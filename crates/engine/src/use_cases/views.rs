//! View projection - filtered, sorted, read-only roster sequences.
//!
//! Pure derivation over the roster store and the enabled-factions set.
//! Nothing here mutates the roster or the selection.

use std::collections::HashSet;
use std::sync::Arc;

use tokio::sync::RwLock;

use squadbldr_domain::Character;

use crate::stores::RosterStore;

/// Total orderings available for the roster display.
#[derive(Debug, Clone, Copy, PartialEq, Eq, Default)]
pub enum SortOrder {
    /// Roster insertion order (newest first).
    #[default]
    InsertionOrder,
    ValueDesc,
    ValueAsc,
    /// Case-aware lexical name ordering.
    NameAsc,
}

/// The set of factions currently enabled for display.
///
/// Defaults to every faction present in the roster. When the distinct
/// faction set changes (e.g., an add introduces a new faction), the enabled
/// set resets to all present factions, so new factions start enabled.
#[derive(Debug, Clone, Default)]
pub struct FactionFilter {
    enabled: HashSet<String>,
    known: Vec<String>,
}

impl FactionFilter {
    /// Start with every given faction enabled. `factions` must be the
    /// sorted distinct faction list from the roster.
    pub fn new(factions: &[String]) -> Self {
        Self {
            enabled: factions.iter().cloned().collect(),
            known: factions.to_vec(),
        }
    }

    /// Reconcile with the roster's current distinct faction set. A changed
    /// set resets the filter to all-enabled; an unchanged set keeps the
    /// user's toggles.
    pub fn sync(&mut self, factions: &[String]) {
        if self.known != factions {
            self.enabled = factions.iter().cloned().collect();
            self.known = factions.to_vec();
        }
    }

    pub fn toggle(&mut self, faction: &str) {
        if !self.enabled.remove(faction) {
            self.enabled.insert(faction.to_string());
        }
    }

    pub fn enable_all(&mut self) {
        self.enabled = self.known.iter().cloned().collect();
    }

    pub fn disable_all(&mut self) {
        self.enabled.clear();
    }

    pub fn is_enabled(&self, faction: &str) -> bool {
        self.enabled.contains(faction)
    }

    /// Factions known to the filter, sorted.
    pub fn known(&self) -> &[String] {
        &self.known
    }
}

/// Filter to enabled factions, then apply the sort order. Sorts are stable:
/// characters comparing equal keep their relative roster order.
pub fn project(characters: &[Character], filter: &FactionFilter, sort: SortOrder) -> Vec<Character> {
    let mut visible: Vec<Character> = characters
        .iter()
        .filter(|c| filter.is_enabled(&c.faction))
        .cloned()
        .collect();

    match sort {
        SortOrder::InsertionOrder => {}
        SortOrder::ValueDesc => visible.sort_by(|a, b| b.value().cmp(&a.value())),
        SortOrder::ValueAsc => visible.sort_by(|a, b| a.value().cmp(&b.value())),
        SortOrder::NameAsc => visible.sort_by(|a, b| {
            a.name
                .to_lowercase()
                .cmp(&b.name.to_lowercase())
                .then_with(|| a.name.cmp(&b.name))
        }),
    }

    visible
}

/// Stateful view over the roster: holds the current sort order and faction
/// filter, and projects on demand.
pub struct RosterView {
    roster: Arc<RosterStore>,
    state: RwLock<ViewState>,
}

#[derive(Default)]
struct ViewState {
    filter: FactionFilter,
    sort: SortOrder,
}

impl RosterView {
    pub fn new(roster: Arc<RosterStore>) -> Self {
        Self {
            roster,
            state: RwLock::new(ViewState::default()),
        }
    }

    pub async fn set_sort_order(&self, sort: SortOrder) {
        self.state.write().await.sort = sort;
    }

    pub async fn sort_order(&self) -> SortOrder {
        self.state.read().await.sort
    }

    pub async fn toggle_faction(&self, faction: &str) {
        let mut state = self.state.write().await;
        state.filter.toggle(faction);
    }

    pub async fn enable_all_factions(&self) {
        self.state.write().await.filter.enable_all();
    }

    pub async fn disable_all_factions(&self) {
        self.state.write().await.filter.disable_all();
    }

    /// Current projection. Re-syncs the faction filter against the roster
    /// first, so a faction-set change resets the filter to all-enabled.
    pub async fn visible_characters(&self) -> Vec<Character> {
        let characters = self.roster.list().await;
        let factions = self.roster.distinct_factions().await;

        let mut state = self.state.write().await;
        state.filter.sync(&factions);
        project(&characters, &state.filter, state.sort)
    }
}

▶ _Activity_
Start at the first line of the entries and stop at the line that contains "the roster display.". Repeat every line in that span exactly, and nothing beyond it.

▶ _Exercise result_
filename crates/engine/src/use_cases/views.rs
//! View projection - filtered, sorted, read-only roster sequences.
//!
//! Pure derivation over the roster store and the enabled-factions set.
//! Nothing here mutates the roster or the selection.

use std::collections::HashSet;
use std::sync::Arc;

use tokio::sync::RwLock;

use squadbldr_domain::Character;

use crate::stores::RosterStore;

/// Total orderings available for the roster display.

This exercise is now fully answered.